顔の作りが濃いのはこういう時に便利です。

 

「今回ライオンちゃんを養子にしてみようと思ったのはどうしてですか?」

 

いきなりのレッサーパンダさんの質問に戸惑ってしまいました。

他の子と比べてライオンちゃんが顔がしっかりしてたとか、年齢的に良かったとか色々あるのですが、言葉を選ばねばと思いました。

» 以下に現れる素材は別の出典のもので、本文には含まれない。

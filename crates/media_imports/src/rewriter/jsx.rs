//! Element-literal pass: `<img src="image.png" />`, as emitted with `jsx: true`.

use oxc_allocator::Vec as ArenaVec;
use oxc_ast::ast::*;
use oxc_ast_visit::{VisitMut, walk_mut};
use oxc_span::SPAN;

use super::{METADATA_ATTRIBUTE, MediaImporter};
use crate::shape::{ElementShape, TargetElementKind, jsx_attribute_name, match_element_literal};

pub(super) struct ElementLiteralPass<'r, 'a> {
    importer: &'r mut MediaImporter<'a>,
}

impl<'r, 'a> ElementLiteralPass<'r, 'a> {
    pub(super) fn new(importer: &'r mut MediaImporter<'a>) -> Self {
        Self { importer }
    }
}

impl<'a> VisitMut<'a> for ElementLiteralPass<'_, 'a> {
    fn visit_jsx_opening_element(&mut self, it: &mut JSXOpeningElement<'a>) {
        if let Some(ElementShape::ElementLiteral { kind, attributes }) =
            match_element_literal(it, &self.importer.options)
        {
            self.importer.rewrite_attributes(kind, attributes);
        }
        walk_mut::walk_jsx_opening_element(self, it);
    }
}

impl<'a> MediaImporter<'a> {
    /// Rewrite the media attributes of a JSX opening element.
    ///
    /// Spread attributes, namespaced names and attributes that already hold an
    /// expression are skipped. Rewritten values are wrapped in `{...}`.
    fn rewrite_attributes(
        &mut self,
        kind: TargetElementKind,
        attributes: &mut ArenaVec<'a, JSXAttributeItem<'a>>,
    ) {
        let mut metadata = Vec::new();

        for item in attributes.iter_mut() {
            let JSXAttributeItem::Attribute(attribute) = item else {
                continue;
            };
            let Some(role) = jsx_attribute_name(&attribute.name).and_then(|name| kind.attribute_role(name))
            else {
                continue;
            };
            let Some(JSXAttributeValue::StringLiteral(lit)) = &attribute.value else {
                continue;
            };

            let value = lit.value.to_string();
            if let Some(rewrite) = self.rewrite_value(role, &value) {
                let expression = JSXExpression::from(rewrite.value);
                attribute.value =
                    Some(self.ast.jsx_attribute_value_expression_container(SPAN, expression));
                metadata.extend(rewrite.metadata);
            }
        }

        for suffix in metadata {
            attributes.push(self.metadata_attribute(&suffix));
        }
    }

    /// `data-meta="<suffix>"`
    fn metadata_attribute(&self, suffix: &str) -> JSXAttributeItem<'a> {
        let name = self.ast.jsx_attribute_name_identifier(SPAN, METADATA_ATTRIBUTE);
        let value = self.ast.jsx_attribute_value_string_literal(SPAN, self.ast.atom(suffix), None);
        self.ast.jsx_attribute_item_attribute(SPAN, name, Some(value))
    }
}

と、いうのも、支援団体が出されたアルバムからどの子がいいかと選ぶ形も人一人の人生を受け持つには何となくシュールで人身売買かとツッコミ入りそうな状況でしたし、いい感じのコメントを言わないと、紹介してもらえそうにないような気がしたからです。

 

「今回ライオンちゃんを養子にしてみようと思ったのはどうしてですか?」

 

言葉に詰まる僕達にレッサーパンダさんは再びざっくりした内容の質問をぶつけてきます。何か年齢的に大丈夫そうとか、可哀想な子供の為に今僕達が立ち上がらないといけないからですとか、どういう事を言って欲しいのか、この質問の真意が掴めません。

それなのにレッサーパンダさんは

 

どうしてですか?

 

と、ザックリした質問で僕達を追い詰めてきます。

 

「今回ライオンちゃんを養子にしてみようと思ったのはどうしてですか?」

 

とうとう僕はキレました。

 

「いや、どうしてとかザックリやめてもらえませんか? 貴方達に年齢的に赤ちゃんが無理で、僕が主夫で養育の中心になるから女の子は無理と言われて、条件にあった子がこの中でライオンちゃんだったんです。そういう回答で良いですか?」

 

支援団体には以前不妊治療の経験を問い詰められ、奥さんの辛い気持ちを思い出させたという苦い面接があったから、余計に僕の気持ちはヤカラにシフトチェンジしてしまいました。

 

そんな感じでレッサーパンダさんは僕のキレコメントに特に言及する事なく、次の家庭訪問の日どりを決めて面接は終えました。

 

終わった後、奥さんに僕の態度をこっぴどく叱られました。

確かに質問はザックリしてても、キレる必要はありません。

 

こんな我が事ながらこんな恥ずかしい僕が父親になっても良いのだろうか?

 

養子縁組の活動をして初めて自分が親になる自信が揺らぎました。